[Start of section]
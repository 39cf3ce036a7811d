use rusqlite::{params, Connection, OptionalExtension, Row};
use uuid::Uuid;

use super::convert::*;
use crate::db::DatabaseError;
use crate::models::*;

const SCHEDULE_COLUMNS: &str = "id, doctor_id, day_of_week, start_time, end_time, is_active";

struct ScheduleRow {
    id: String,
    doctor_id: String,
    day_of_week: u8,
    start_time: String,
    end_time: String,
    is_active: bool,
}

fn read_row(row: &Row<'_>) -> rusqlite::Result<ScheduleRow> {
    Ok(ScheduleRow {
        id: row.get(0)?,
        doctor_id: row.get(1)?,
        day_of_week: row.get(2)?,
        start_time: row.get(3)?,
        end_time: row.get(4)?,
        is_active: row.get(5)?,
    })
}

fn schedule_from_row(row: ScheduleRow) -> Result<DoctorSchedule, DatabaseError> {
    Ok(DoctorSchedule {
        id: parse_uuid("doctor_schedules.id", &row.id)?,
        doctor_id: parse_uuid("doctor_schedules.doctor_id", &row.doctor_id)?,
        day_of_week: row.day_of_week,
        start_time: parse_time("doctor_schedules.start_time", &row.start_time)?,
        end_time: parse_time("doctor_schedules.end_time", &row.end_time)?,
        is_active: row.is_active,
    })
}

fn query_schedules(
    conn: &Connection,
    sql: &str,
    params: impl rusqlite::Params,
) -> Result<Vec<DoctorSchedule>, DatabaseError> {
    let mut stmt = conn.prepare(sql)?;
    let rows = stmt.query_map(params, read_row)?;
    let mut schedules = Vec::new();
    for row in rows {
        schedules.push(schedule_from_row(row?)?);
    }
    Ok(schedules)
}

fn ensure_doctor_exists(conn: &Connection, doctor_id: &Uuid) -> Result<(), DatabaseError> {
    let exists: bool = conn.query_row(
        "SELECT EXISTS(SELECT 1 FROM doctors WHERE id = ?1)",
        params![doctor_id.to_string()],
        |row| row.get(0),
    )?;
    if !exists {
        return Err(DatabaseError::not_found("Doctor", doctor_id));
    }
    Ok(())
}

fn day_conflict(day_of_week: u8) -> DatabaseError {
    DatabaseError::ConstraintViolation(format!(
        "Doctor already has a schedule for {}",
        day_name(day_of_week)
    ))
}

fn is_unique_violation(err: &rusqlite::Error) -> bool {
    matches!(
        err,
        rusqlite::Error::SqliteFailure(e, _)
            if e.extended_code == rusqlite::ffi::SQLITE_CONSTRAINT_UNIQUE
    )
}

/// Insert a schedule row. The doctor must exist and must not already
/// have a row for the same weekday.
pub fn insert_schedule(conn: &Connection, schedule: &DoctorSchedule) -> Result<(), DatabaseError> {
    ensure_doctor_exists(conn, &schedule.doctor_id)?;
    conn.execute(
        "INSERT INTO doctor_schedules (id, doctor_id, day_of_week, start_time, end_time, is_active)
         VALUES (?1, ?2, ?3, ?4, ?5, ?6)",
        params![
            schedule.id.to_string(),
            schedule.doctor_id.to_string(),
            schedule.day_of_week,
            time_to_sql(schedule.start_time),
            time_to_sql(schedule.end_time),
            schedule.is_active,
        ],
    )
    .map_err(|e| {
        if is_unique_violation(&e) {
            day_conflict(schedule.day_of_week)
        } else {
            e.into()
        }
    })?;
    Ok(())
}

/// Insert a schedule, or with `replace_existing` overwrite the doctor's
/// row for that weekday in place (keeping its id).
pub fn save_schedule(
    conn: &Connection,
    schedule: &DoctorSchedule,
    replace_existing: bool,
) -> Result<DoctorSchedule, DatabaseError> {
    let existing = list_schedules_by_day(conn, &schedule.doctor_id, schedule.day_of_week)?;
    match existing.into_iter().next() {
        None => {
            insert_schedule(conn, schedule)?;
            Ok(schedule.clone())
        }
        Some(_) if !replace_existing => Err(day_conflict(schedule.day_of_week)),
        Some(current) => {
            let replaced = DoctorSchedule {
                id: current.id,
                ..schedule.clone()
            };
            update_schedule(conn, &replaced)?;
            tracing::info!(
                doctor_id = %schedule.doctor_id,
                day = schedule.day_of_week,
                "Replaced existing schedule"
            );
            Ok(replaced)
        }
    }
}

pub fn get_schedule(conn: &Connection, id: &Uuid) -> Result<Option<DoctorSchedule>, DatabaseError> {
    let sql = format!("SELECT {SCHEDULE_COLUMNS} FROM doctor_schedules WHERE id = ?1");
    let row = conn
        .query_row(&sql, params![id.to_string()], read_row)
        .optional()?;
    row.map(schedule_from_row).transpose()
}

pub fn list_schedules(conn: &Connection, doctor_id: &Uuid) -> Result<Vec<DoctorSchedule>, DatabaseError> {
    let sql = format!(
        "SELECT {SCHEDULE_COLUMNS} FROM doctor_schedules
         WHERE doctor_id = ?1 ORDER BY day_of_week, start_time"
    );
    query_schedules(conn, &sql, params![doctor_id.to_string()])
}

pub fn list_schedules_by_day(
    conn: &Connection,
    doctor_id: &Uuid,
    day_of_week: u8,
) -> Result<Vec<DoctorSchedule>, DatabaseError> {
    let sql = format!(
        "SELECT {SCHEDULE_COLUMNS} FROM doctor_schedules
         WHERE doctor_id = ?1 AND day_of_week = ?2 ORDER BY start_time"
    );
    query_schedules(conn, &sql, params![doctor_id.to_string(), day_of_week])
}

/// Active working windows for one weekday, earliest first.
pub fn active_windows(
    conn: &Connection,
    doctor_id: &Uuid,
    day_of_week: u8,
) -> Result<Vec<DoctorSchedule>, DatabaseError> {
    let sql = format!(
        "SELECT {SCHEDULE_COLUMNS} FROM doctor_schedules
         WHERE doctor_id = ?1 AND day_of_week = ?2 AND is_active = 1
         ORDER BY start_time"
    );
    query_schedules(conn, &sql, params![doctor_id.to_string(), day_of_week])
}

pub fn update_schedule(conn: &Connection, schedule: &DoctorSchedule) -> Result<(), DatabaseError> {
    let affected = conn
        .execute(
            "UPDATE doctor_schedules SET day_of_week = ?2, start_time = ?3, end_time = ?4,
             is_active = ?5
             WHERE id = ?1",
            params![
                schedule.id.to_string(),
                schedule.day_of_week,
                time_to_sql(schedule.start_time),
                time_to_sql(schedule.end_time),
                schedule.is_active,
            ],
        )
        .map_err(|e| {
            if is_unique_violation(&e) {
                day_conflict(schedule.day_of_week)
            } else {
                e.into()
            }
        })?;
    if affected == 0 {
        return Err(DatabaseError::not_found("Schedule", schedule.id));
    }
    Ok(())
}

pub fn delete_schedule(conn: &Connection, id: &Uuid) -> Result<(), DatabaseError> {
    let affected = conn.execute(
        "DELETE FROM doctor_schedules WHERE id = ?1",
        params![id.to_string()],
    )?;
    if affected == 0 {
        return Err(DatabaseError::not_found("Schedule", id));
    }
    Ok(())
}

/// Keep a single row per doctor and weekday (the earliest-starting one),
/// deleting the rest. Returns the number of rows removed.
///
/// The unique index prevents new duplicates; this cleans databases
/// created before it existed.
pub fn remove_duplicate_schedules(conn: &Connection) -> Result<usize, DatabaseError> {
    let removed = conn.execute(
        "DELETE FROM doctor_schedules
         WHERE rowid NOT IN (
             SELECT rowid FROM (
                 SELECT rowid, ROW_NUMBER() OVER (
                     PARTITION BY doctor_id, day_of_week ORDER BY start_time, rowid
                 ) AS rn
                 FROM doctor_schedules
             ) WHERE rn = 1
         )",
        [],
    )?;
    if removed > 0 {
        tracing::info!(removed, "Removed duplicate doctor schedules");
    }
    Ok(removed)
}

#[cfg(test)]
mod tests {
    use super::*;
    use crate::db::repository::tests::*;
    use crate::db::sqlite::open_memory_database;
    use chrono::NaiveTime;

    fn window(doctor_id: Uuid, day: u8, start: &str, end: &str) -> DoctorSchedule {
        DoctorSchedule::new(
            doctor_id,
            ScheduleInput {
                day_of_week: day,
                start_time: NaiveTime::parse_from_str(start, "%H:%M").unwrap(),
                end_time: NaiveTime::parse_from_str(end, "%H:%M").unwrap(),
                is_active: true,
            },
        )
    }

    #[test]
    fn insert_and_list_ordered_by_day() {
        let conn = open_memory_database().unwrap();
        let d = make_doctor(&conn, "Smirnova", "Therapist");
        insert_schedule(&conn, &window(d.id, 3, "09:00", "13:00")).unwrap();
        insert_schedule(&conn, &window(d.id, 1, "10:00", "18:00")).unwrap();

        let days: Vec<u8> = list_schedules(&conn, &d.id)
            .unwrap()
            .iter()
            .map(|s| s.day_of_week)
            .collect();
        assert_eq!(days, vec![1, 3]);
    }

    #[test]
    fn unknown_doctor_is_rejected() {
        let conn = open_memory_database().unwrap();
        let err = insert_schedule(&conn, &window(Uuid::new_v4(), 1, "09:00", "12:00")).unwrap_err();
        assert!(matches!(err, DatabaseError::NotFound { .. }));
    }

    #[test]
    fn second_window_same_day_conflicts() {
        let conn = open_memory_database().unwrap();
        let d = make_doctor(&conn, "Smirnova", "Therapist");
        insert_schedule(&conn, &window(d.id, 2, "09:00", "12:00")).unwrap();
        let err = insert_schedule(&conn, &window(d.id, 2, "14:00", "18:00")).unwrap_err();
        assert!(matches!(err, DatabaseError::ConstraintViolation(ref m) if m.contains("Tuesday")));
    }

    #[test]
    fn save_with_replace_overwrites_in_place() {
        let conn = open_memory_database().unwrap();
        let d = make_doctor(&conn, "Smirnova", "Therapist");
        let first = save_schedule(&conn, &window(d.id, 5, "09:00", "12:00"), false).unwrap();

        assert!(save_schedule(&conn, &window(d.id, 5, "13:00", "17:00"), false).is_err());
        let replaced = save_schedule(&conn, &window(d.id, 5, "13:00", "17:00"), true).unwrap();

        assert_eq!(replaced.id, first.id);
        let rows = list_schedules_by_day(&conn, &d.id, 5).unwrap();
        assert_eq!(rows.len(), 1);
        assert_eq!(rows[0].time_range(), "13:00 - 17:00");
    }

    #[test]
    fn inactive_windows_are_not_working_hours() {
        let conn = open_memory_database().unwrap();
        let d = make_doctor(&conn, "Smirnova", "Therapist");
        let mut s = window(d.id, 4, "09:00", "12:00");
        s.is_active = false;
        insert_schedule(&conn, &s).unwrap();
        assert!(active_windows(&conn, &d.id, 4).unwrap().is_empty());
        assert_eq!(list_schedules_by_day(&conn, &d.id, 4).unwrap().len(), 1);
    }

    #[test]
    fn end_before_start_rejected_by_schema() {
        let conn = open_memory_database().unwrap();
        let d = make_doctor(&conn, "Smirnova", "Therapist");
        let err = insert_schedule(&conn, &window(d.id, 1, "12:00", "09:00")).unwrap_err();
        assert!(matches!(err, DatabaseError::Sqlite(_)));
    }

    #[test]
    fn deduplicate_keeps_earliest_window() {
        let conn = open_memory_database().unwrap();
        let d = make_doctor(&conn, "Smirnova", "Therapist");
        conn.execute("DROP INDEX idx_doctor_schedules_day", []).unwrap();
        insert_schedule(&conn, &window(d.id, 1, "14:00", "18:00")).unwrap();
        insert_schedule(&conn, &window(d.id, 1, "09:00", "12:00")).unwrap();
        insert_schedule(&conn, &window(d.id, 2, "09:00", "12:00")).unwrap();

        assert_eq!(remove_duplicate_schedules(&conn).unwrap(), 1);
        let monday = list_schedules_by_day(&conn, &d.id, 1).unwrap();
        assert_eq!(monday.len(), 1);
        assert_eq!(monday[0].time_range(), "09:00 - 12:00");
        assert_eq!(remove_duplicate_schedules(&conn).unwrap(), 0);
    }

    #[test]
    fn delete_schedule_and_missing() {
        let conn = open_memory_database().unwrap();
        let d = make_doctor(&conn, "Smirnova", "Therapist");
        let s = window(d.id, 1, "09:00", "12:00");
        insert_schedule(&conn, &s).unwrap();
        delete_schedule(&conn, &s.id).unwrap();
        assert!(get_schedule(&conn, &s.id).unwrap().is_none());
        assert!(matches!(
            delete_schedule(&conn, &s.id).unwrap_err(),
            DatabaseError::NotFound { .. }
        ));
    }

    #[test]
    fn deleting_doctor_removes_schedules() {
        let conn = open_memory_database().unwrap();
        let d = make_doctor(&conn, "Smirnova", "Therapist");
        insert_schedule(&conn, &window(d.id, 1, "09:00", "12:00")).unwrap();
        crate::db::delete_doctor(&conn, &d.id).unwrap();
        assert!(list_schedules(&conn, &d.id).unwrap().is_empty());
    }
}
[End of section]
### Task goal:
In the material above, find the lines that contain "repository" and show them.

### Task answer:
repository 39cf3ce036a7811d
    use crate::db::repository::tests::*;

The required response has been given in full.